*EXERCISE OBJECTIVE*
The reply must be the number of lines in the following material that include the word "matching", and nothing more.
==================================================
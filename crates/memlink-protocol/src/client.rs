//! Request side of the UDP protocol.

use crate::error::{ProtocolError, Result};
use crate::instruction::{Instruction, MAX_DATAGRAM_SIZE};
use std::net::{Ipv4Addr, SocketAddr, SocketAddrV4};
use std::time::Duration;
use tokio::net::UdpSocket;

/// Sends instructions to one peer and waits for matching responses.
pub struct InstructionClient {
    socket: UdpSocket,
    peer: SocketAddr,
    timeout: Duration,
}

impl InstructionClient {
    /// Bind an ephemeral loopback socket for talking to `peer`.
    pub async fn connect(peer: SocketAddr, timeout: Duration) -> Result<Self> {
        let local = SocketAddr::V4(SocketAddrV4::new(Ipv4Addr::LOCALHOST, 0));
        let socket = UdpSocket::bind(local)
            .await
            .map_err(|source| ProtocolError::BindFailed {
                addr: local,
                source,
            })?;

        Ok(Self {
            socket,
            peer,
            timeout,
        })
    }

    /// Peer this client talks to
    pub const fn peer(&self) -> SocketAddr {
        self.peer
    }

    /// Local address of the client socket
    pub fn local_addr(&self) -> Result<SocketAddr> {
        Ok(self.socket.local_addr()?)
    }

    /// Send one instruction without waiting for an answer.
    pub async fn send(&self, instruction: &Instruction) -> Result<()> {
        let bytes = instruction.encode()?;
        self.socket.send_to(&bytes, self.peer).await?;
        Ok(())
    }

    /// Send a request and wait for the response of the same kind.
    ///
    /// Datagrams from other senders and non-matching instructions are
    /// ignored until the timeout runs out.
    pub async fn request(&self, instruction: &Instruction) -> Result<Instruction> {
        self.send(instruction).await?;

        let expected = instruction.code();
        let mut buf = vec![0u8; MAX_DATAGRAM_SIZE];
        let wait = async {
            loop {
                let (len, from) = self.socket.recv_from(&mut buf).await?;
                if from != self.peer {
                    tracing::debug!("Ignoring datagram from unexpected sender {from}");
                    continue;
                }
                match Instruction::decode(&buf[..len]) {
                    Ok(reply) if reply.is_response() && reply.code() == expected => {
                        return Ok::<_, ProtocolError>(reply);
                    }
                    Ok(other) => {
                        tracing::debug!("Ignoring {} while waiting", other.code().name());
                    }
                    Err(e) => tracing::warn!("Dropping reply from {from}: {e}"),
                }
            }
        };

        tokio::time::timeout(self.timeout, wait)
            .await
            .map_err(|_| ProtocolError::Timeout {
                peer: self.peer,
                millis: self.timeout.as_millis() as u64,
            })?
    }

    /// PING the peer; `Ok(())` when a PING response arrives in time.
    pub async fn ping(&self) -> Result<()> {
        self.request(&Instruction::Ping).await.map(|_| ())
    }
}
==================================================
*OUTPUT FOR THIS EXERCISE*
2